KO: Norm [Jacobs] and I had worked together at another magazine publishing company in the Sixties and we knew each other pretty well. He called me up one day and asked if I would be interested in starting our own publishing company and possibly making some money. I said yes, and we each put in seed money of $450 to get started. This was in 1972, and at the time, the daytime soap operas were just huge. I think there were 14 soap operas on every day, five days a week, with an audience of millions. So our first magazine was Daily TV Serials, which did very well. It was the best magazine in the field. After a few years, once we weren't worried about going out of business, I said, "Norm, let's do something we really care about. Let's do a science fiction magazine!" And not something filled with puns and jokes like what Forry [J Ackerman] did with Famous Monsters. I wanted Time magazine for science fiction.

AC: How did that go over, initially?

KO: Well, our distributor initially said, "You're crazy. Star Trek is dead. There's no audience for science fiction, much less in a slick format." I had to gather all this information on fan clubs and fan conventions and take it to the distributor and prove that there was an audience. They were just invisible because they'd never been tapped. Finally they agreed to let us do it on a quarterly basis. And the first issue of Starlog sold better than anyone expected, and we eventually went bimonthly. Then when Star Wars came out in 1977, we were able to go monthly, and suddenly we were the voice of science fiction.
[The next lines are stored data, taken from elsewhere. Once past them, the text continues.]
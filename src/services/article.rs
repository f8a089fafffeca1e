//! Article service
//!
//! Articles reference tags by name on the way in; names that don't
//! resolve to existing tags are rejected, never silently dropped.

use anyhow::Result;
use std::sync::Arc;

use crate::db::repositories::{
    ArticleRepository, CommentRepository, NewArticle, TagRepository, UserRepository,
};
use crate::models::{Article, ArticleDetail, CreateArticleInput, UpdateArticleInput, User};

/// Error types for article service operations
#[derive(Debug, thiserror::Error)]
pub enum ArticleServiceError {
    /// Validation error (invalid input)
    #[error("Validation error: {0}")]
    ValidationError(String),

    /// Actor may not edit or delete this article
    #[error("Forbidden: {0}")]
    Forbidden(String),

    /// Requested article, author, or tag not found
    #[error("Not found: {0}")]
    NotFound(String),

    /// Internal error
    #[error("Internal error: {0}")]
    InternalError(#[from] anyhow::Error),
}

impl ArticleServiceError {
    /// HTTP status code for this error
    pub fn status_code(&self) -> u16 {
        match self {
            Self::ValidationError(_) => 400,
            Self::Forbidden(_) => 403,
            Self::NotFound(_) => 404,
            Self::InternalError(_) => 500,
        }
    }
}

/// Article service for managing articles and their tag assignments
pub struct ArticleService {
    article_repo: Arc<dyn ArticleRepository>,
    tag_repo: Arc<dyn TagRepository>,
    user_repo: Arc<dyn UserRepository>,
    comment_repo: Arc<dyn CommentRepository>,
}

impl ArticleService {
    pub fn new(
        article_repo: Arc<dyn ArticleRepository>,
        tag_repo: Arc<dyn TagRepository>,
        user_repo: Arc<dyn UserRepository>,
        comment_repo: Arc<dyn CommentRepository>,
    ) -> Self {
        Self {
            article_repo,
            tag_repo,
            user_repo,
            comment_repo,
        }
    }

    /// Create a new article, attaching existing tags by name
    pub async fn create(
        &self,
        input: CreateArticleInput,
        author_id: i64,
    ) -> Result<ArticleDetail, ArticleServiceError> {
        if input.title.trim().is_empty() {
            return Err(ArticleServiceError::ValidationError(
                "title cannot be empty".to_string(),
            ));
        }
        if input.content.trim().is_empty() {
            return Err(ArticleServiceError::ValidationError(
                "content cannot be empty".to_string(),
            ));
        }
        if self.user_repo.get_by_id(author_id).await?.is_none() {
            return Err(ArticleServiceError::NotFound(format!(
                "user {}",
                author_id
            )));
        }

        let tag_ids = self.resolve_tags(&input.tags).await?;

        let article = self
            .article_repo
            .create(&NewArticle {
                title: input.title,
                content: input.content,
                description: input.description,
                author_id,
            })
            .await?;

        if !tag_ids.is_empty() {
            self.article_repo.set_tags(article.id, &tag_ids).await?;
        }

        self.get_detail(article.id).await
    }

    /// An article together with author name, tags, and comment count
    pub async fn get_detail(&self, id: i64) -> Result<ArticleDetail, ArticleServiceError> {
        let article = self
            .article_repo
            .get_by_id(id)
            .await?
            .ok_or_else(|| ArticleServiceError::NotFound(format!("article {}", id)))?;
        self.detail_for(article).await
    }

    /// All articles, optionally filtered by a title substring
    pub async fn search(&self, title: Option<&str>) -> Result<Vec<Article>, ArticleServiceError> {
        Ok(self.article_repo.list(title).await?)
    }

    /// Newest-first window of articles
    pub async fn latest(
        &self,
        start_index: i64,
        count: i64,
    ) -> Result<Vec<Article>, ArticleServiceError> {
        if start_index < 0 || count < 0 {
            return Err(ArticleServiceError::ValidationError(
                "start index and count must be non-negative".to_string(),
            ));
        }
        Ok(self.article_repo.latest(start_index, count).await?)
    }

    /// All articles by one author
    pub async fn by_author(&self, author_id: i64) -> Result<Vec<Article>, ArticleServiceError> {
        Ok(self.article_repo.by_author(author_id).await?)
    }

    /// Update an article.
    ///
    /// Permitted for the article's author and for moderators and
    /// administrators. A tag list in the input replaces the article's
    /// current tag set.
    pub async fn update(
        &self,
        id: i64,
        input: UpdateArticleInput,
        editor: &User,
    ) -> Result<ArticleDetail, ArticleServiceError> {
        let mut article = self
            .article_repo
            .get_by_id(id)
            .await?
            .ok_or_else(|| ArticleServiceError::NotFound(format!("article {}", id)))?;

        if !editor.can_edit(article.author_id) {
            return Err(ArticleServiceError::Forbidden(
                "only the author or a moderator can edit this article".to_string(),
            ));
        }

        if let Some(title) = input.title {
            if title.trim().is_empty() {
                return Err(ArticleServiceError::ValidationError(
                    "title cannot be empty".to_string(),
                ));
            }
            article.title = title;
        }
        if let Some(content) = input.content {
            if content.trim().is_empty() {
                return Err(ArticleServiceError::ValidationError(
                    "content cannot be empty".to_string(),
                ));
            }
            article.content = content;
        }
        if let Some(description) = input.description {
            article.description = description;
        }

        if let Some(tag_names) = input.tags {
            let tag_ids = self.resolve_tags(&tag_names).await?;
            self.article_repo.set_tags(id, &tag_ids).await?;
        }

        self.article_repo.update(&article).await?;
        self.get_detail(id).await
    }

    /// Delete an article, subject to the same owner-or-moderator rule
    pub async fn delete(&self, id: i64, actor: &User) -> Result<(), ArticleServiceError> {
        let article = self
            .article_repo
            .get_by_id(id)
            .await?
            .ok_or_else(|| ArticleServiceError::NotFound(format!("article {}", id)))?;

        if !actor.can_edit(article.author_id) {
            return Err(ArticleServiceError::Forbidden(
                "only the author or a moderator can delete this article".to_string(),
            ));
        }

        self.article_repo.delete(id).await?;
        Ok(())
    }

    async fn detail_for(&self, article: Article) -> Result<ArticleDetail, ArticleServiceError> {
        let author_name = self
            .user_repo
            .get_by_id(article.author_id)
            .await?
            .map(|u| u.username)
            .unwrap_or_default();
        let tags = self.article_repo.tags_for(article.id).await?;
        let comment_count = self.comment_repo.count_for_article(article.id).await?;

        Ok(ArticleDetail {
            article,
            author_name,
            tags,
            comment_count,
        })
    }

    /// Resolve tag names to IDs, rejecting names with no matching tag.
    /// Repeated names count once.
    async fn resolve_tags(&self, names: &[String]) -> Result<Vec<i64>, ArticleServiceError> {
        let mut unique: Vec<String> = Vec::new();
        for name in names {
            if !unique.contains(name) {
                unique.push(name.clone());
            }
        }
        if unique.is_empty() {
            return Ok(Vec::new());
        }

        let found = self.tag_repo.get_by_names(&unique).await?;
        if found.len() != unique.len() {
            let missing: Vec<&str> = unique
                .iter()
                .filter(|name| !found.iter().any(|t| &t.name == *name))
                .map(String::as_str)
                .collect();
            return Err(ArticleServiceError::NotFound(format!(
                "unknown tags: {}",
                missing.join(", ")
            )));
        }
        Ok(found.iter().map(|t| t.id).collect())
    }
}
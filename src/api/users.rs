//! User management endpoints

use axum::{
    extract::{Path, Query, State},
    Json,
};
use serde::Deserialize;

use crate::api::middleware::{AppState, AuthenticatedUser};
use crate::api::response::ApiResponse;
use crate::models::{UpdateUserInput, User};
use crate::services::user::RegisterInput;

#[derive(Debug, Deserialize)]
pub struct ListUsersQuery {
    pub search: Option<String>,
}

#[derive(Debug, Deserialize)]
pub struct ChangeRoleRequest {
    pub role: String,
}

/// POST /users — public registration
pub async fn register(
    State(state): State<AppState>,
    Json(body): Json<RegisterInput>,
) -> ApiResponse<User> {
    match state.user_service.register(body).await {
        Ok(user) => ApiResponse::created(user),
        Err(e) => ApiResponse::fail(e.status_code(), vec![e.to_string()]),
    }
}

/// POST /users/admin — administrator bootstrap; locks once one exists
pub async fn register_admin(
    State(state): State<AppState>,
    Json(body): Json<RegisterInput>,
) -> ApiResponse<User> {
    match state.user_service.register_admin(body).await {
        Ok(user) => ApiResponse::created(user),
        Err(e) => ApiResponse::fail(e.status_code(), vec![e.to_string()]),
    }
}

/// GET /users?search=
pub async fn list_users(
    State(state): State<AppState>,
    Query(query): Query<ListUsersQuery>,
) -> ApiResponse<Vec<User>> {
    match state.user_service.list(query.search.as_deref()).await {
        Ok(users) => ApiResponse::ok(users),
        Err(e) => ApiResponse::fail(e.status_code(), vec![e.to_string()]),
    }
}

/// GET /users/me
pub async fn current_user(AuthenticatedUser(user): AuthenticatedUser) -> ApiResponse<User> {
    ApiResponse::ok(user)
}

/// GET /users/{id}
pub async fn get_user(State(state): State<AppState>, Path(id): Path<i64>) -> ApiResponse<User> {
    match state.user_service.get_by_id(id).await {
        Ok(user) => ApiResponse::ok(user),
        Err(e) => ApiResponse::fail(e.status_code(), vec![e.to_string()]),
    }
}

/// PUT /users/{id} — self-service or admin.
///
/// Only administrators may change someone else's account or any role.
pub async fn update_user(
    State(state): State<AppState>,
    AuthenticatedUser(actor): AuthenticatedUser,
    Path(id): Path<i64>,
    Json(body): Json<UpdateUserInput>,
) -> ApiResponse<User> {
    if actor.id != id && !actor.is_admin() {
        return ApiResponse::fail(
            403,
            vec!["You can only update your own account".to_string()],
        );
    }
    if body.role.is_some() && !actor.is_admin() {
        return ApiResponse::fail(
            403,
            vec!["Only administrators can change roles".to_string()],
        );
    }
    match state.user_service.update(id, body).await {
        Ok(user) => ApiResponse::ok(user),
        Err(e) => ApiResponse::fail(e.status_code(), vec![e.to_string()]),
    }
}

/// PUT /users/{id}/role — admin only (enforced by route layer)
pub async fn change_role(
    State(state): State<AppState>,
    Path(id): Path<i64>,
    Json(body): Json<ChangeRoleRequest>,
) -> ApiResponse<User> {
    match state.user_service.change_role(id, &body.role).await {
        Ok(user) => ApiResponse::ok(user),
        Err(e) => ApiResponse::fail(e.status_code(), vec![e.to_string()]),
    }
}

/// DELETE /users/{id} — admin only (enforced by route layer)
pub async fn delete_user(State(state): State<AppState>, Path(id): Path<i64>) -> ApiResponse<()> {
    match state.user_service.delete(id).await {
        Ok(()) => ApiResponse::ok(()),
        Err(e) => ApiResponse::fail(e.status_code(), vec![e.to_string()]),
    }
}
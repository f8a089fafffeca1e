//! Article endpoints
//!
//! Reads are public; writes require authentication and are limited to
//! the author or an elevated role by the service layer.

use axum::{
    extract::{Path, Query, State},
    Json,
};
use serde::Deserialize;

use crate::api::middleware::{AppState, AuthenticatedUser};
use crate::api::response::ApiResponse;
use crate::models::{Article, ArticleDetail, CreateArticleInput, UpdateArticleInput};

#[derive(Debug, Deserialize)]
pub struct ListArticlesQuery {
    pub title: Option<String>,
}

/// GET /articles?title=
pub async fn list_articles(
    State(state): State<AppState>,
    Query(query): Query<ListArticlesQuery>,
) -> ApiResponse<Vec<Article>> {
    match state.article_service.search(query.title.as_deref()).await {
        Ok(articles) => ApiResponse::ok(articles),
        Err(e) => ApiResponse::fail(e.status_code(), vec![e.to_string()]),
    }
}

/// GET /articles/latest/{start}/{count}
pub async fn latest_articles(
    State(state): State<AppState>,
    Path((start, count)): Path<(i64, i64)>,
) -> ApiResponse<Vec<Article>> {
    match state.article_service.latest(start, count).await {
        Ok(articles) => ApiResponse::ok(articles),
        Err(e) => ApiResponse::fail(e.status_code(), vec![e.to_string()]),
    }
}

/// GET /articles/{id}
pub async fn get_article(
    State(state): State<AppState>,
    Path(id): Path<i64>,
) -> ApiResponse<ArticleDetail> {
    match state.article_service.get_detail(id).await {
        Ok(detail) => ApiResponse::ok(detail),
        Err(e) => ApiResponse::fail(e.status_code(), vec![e.to_string()]),
    }
}

/// GET /articles/author/{author_id}
pub async fn articles_by_author(
    State(state): State<AppState>,
    Path(author_id): Path<i64>,
) -> ApiResponse<Vec<Article>> {
    match state.article_service.by_author(author_id).await {
        Ok(articles) => ApiResponse::ok(articles),
        Err(e) => ApiResponse::fail(e.status_code(), vec![e.to_string()]),
    }
}

/// POST /articles
pub async fn create_article(
    State(state): State<AppState>,
    AuthenticatedUser(user): AuthenticatedUser,
    Json(body): Json<CreateArticleInput>,
) -> ApiResponse<ArticleDetail> {
    match state.article_service.create(body, user.id).await {
        Ok(detail) => ApiResponse::created(detail),
        Err(e) => ApiResponse::fail(e.status_code(), vec![e.to_string()]),
    }
}

/// PUT /articles/{id}
pub async fn update_article(
    State(state): State<AppState>,
    AuthenticatedUser(user): AuthenticatedUser,
    Path(id): Path<i64>,
    Json(body): Json<UpdateArticleInput>,
) -> ApiResponse<ArticleDetail> {
    match state.article_service.update(id, body, &user).await {
        Ok(detail) => ApiResponse::ok(detail),
        Err(e) => ApiResponse::fail(e.status_code(), vec![e.to_string()]),
    }
}

/// DELETE /articles/{id}
pub async fn delete_article(
    State(state): State<AppState>,
    AuthenticatedUser(user): AuthenticatedUser,
    Path(id): Path<i64>,
) -> ApiResponse<()> {
    match state.article_service.delete(id, &user).await {
        Ok(()) => ApiResponse::ok(()),
        Err(e) => ApiResponse::fail(e.status_code(), vec![e.to_string()]),
    }
}
/// POST /roles/{id}/delete
pub async fn delete_role(
    State(state): State<WebState>,
    headers: HeaderMap,
    Path(id): Path<i64>,
) -> Response {
    let session = session_from(&headers);
    let user = current_user(&state, session.as_deref()).await;

    let envelope: ApiResponse<()> = match state
        .client
        .delete(&format!("/roles/{}", id), session.as_deref())
        .await
    {
        Ok(envelope) => envelope,
        Err(e) => return client_error(&state, user.as_ref(), e),
    };

    if envelope.success {
        Redirect::to("/roles").into_response()
    } else {
        error_page(&state, user.as_ref(), envelope.errors)
    }
}

#[cfg(test)]
mod tests {
    use super::*;

    #[test]
    fn test_templates_compile() {
        let tera = build_templates().expect("Templates should compile");
        let names: Vec<&str> = tera.get_template_names().collect();
        assert!(names.contains(&"base.html"));
        assert!(names.contains(&"home.html"));
        assert!(names.contains(&"error.html"));
    }

    #[test]
    fn test_error_template_renders() {
        let tera = build_templates().expect("Templates should compile");
        let mut ctx = Context::new();
        ctx.insert("errors", &vec!["something broke".to_string()]);
        let html = tera.render("error.html", &ctx).expect("Render failed");
        assert!(html.contains("something broke"));
    }

    #[test]
    fn test_split_tags() {
        assert_eq!(split_tags("rust, web ,"), vec!["rust", "web"]);
        assert!(split_tags("").is_empty());
        assert!(split_tags("  ,  ").is_empty());
    }
}
//! Tag models

use chrono::{DateTime, Utc};
use serde::{Deserialize, Serialize};

/// A tag entity
#[derive(Debug, Clone, PartialEq, Serialize, Deserialize)]
pub struct Tag {
    pub id: i64,
    pub name: String,
    pub description: String,
    /// User who created the tag
    pub created_by: i64,
    pub created_at: DateTime<Utc>,
    pub updated_at: DateTime<Utc>,
}

/// Input for creating a tag
#[derive(Debug, Clone, Default, Deserialize)]
pub struct CreateTagInput {
    pub name: String,
    #[serde(default)]
    pub description: String,
}

/// Input for updating a tag.
///
/// An empty name leaves the current name in place; the description is
/// always overwritten.
#[derive(Debug, Clone, Default, Deserialize)]
pub struct UpdateTagInput {
    #[serde(default)]
    pub name: String,
    #[serde(default)]
    pub description: String,
}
AC: How did Fangoria come about?

KO: I thought Frankenstein and Godzilla didn't really belong in a sci-fi title, and we decided to start a second magazine, but have it devoted to horror and monsters, again, with good writing aimed at a teen and adult audience. Because Starlog had become so successful, it was much easier to launch Fangoria. I came up with the name "Starlog," by the way, and Norman came up with "Fangoria." And that took off right away.

AC: You've had a hand in so much of what's now iconic pop culture. Can you point to a specific project and say, "That's what I'm really proud of. That's my favorite"?

KO: I've loved everything I've ever done. ... I spent 20 years of my life building a playpen in which I could do all the different things I love doing. In a certain sense I'm trying to do that again, now, in terms of film production activities. I'm trying to set up a production company here in Austin where I can build my own playpen, again, where I can produce movies, or television shows, or music, or write a show, or write a book ... all the different things I like to do. Right now, though, I'm focusing on the movie, and we're hoping to start shooting next summer. Things are looking good!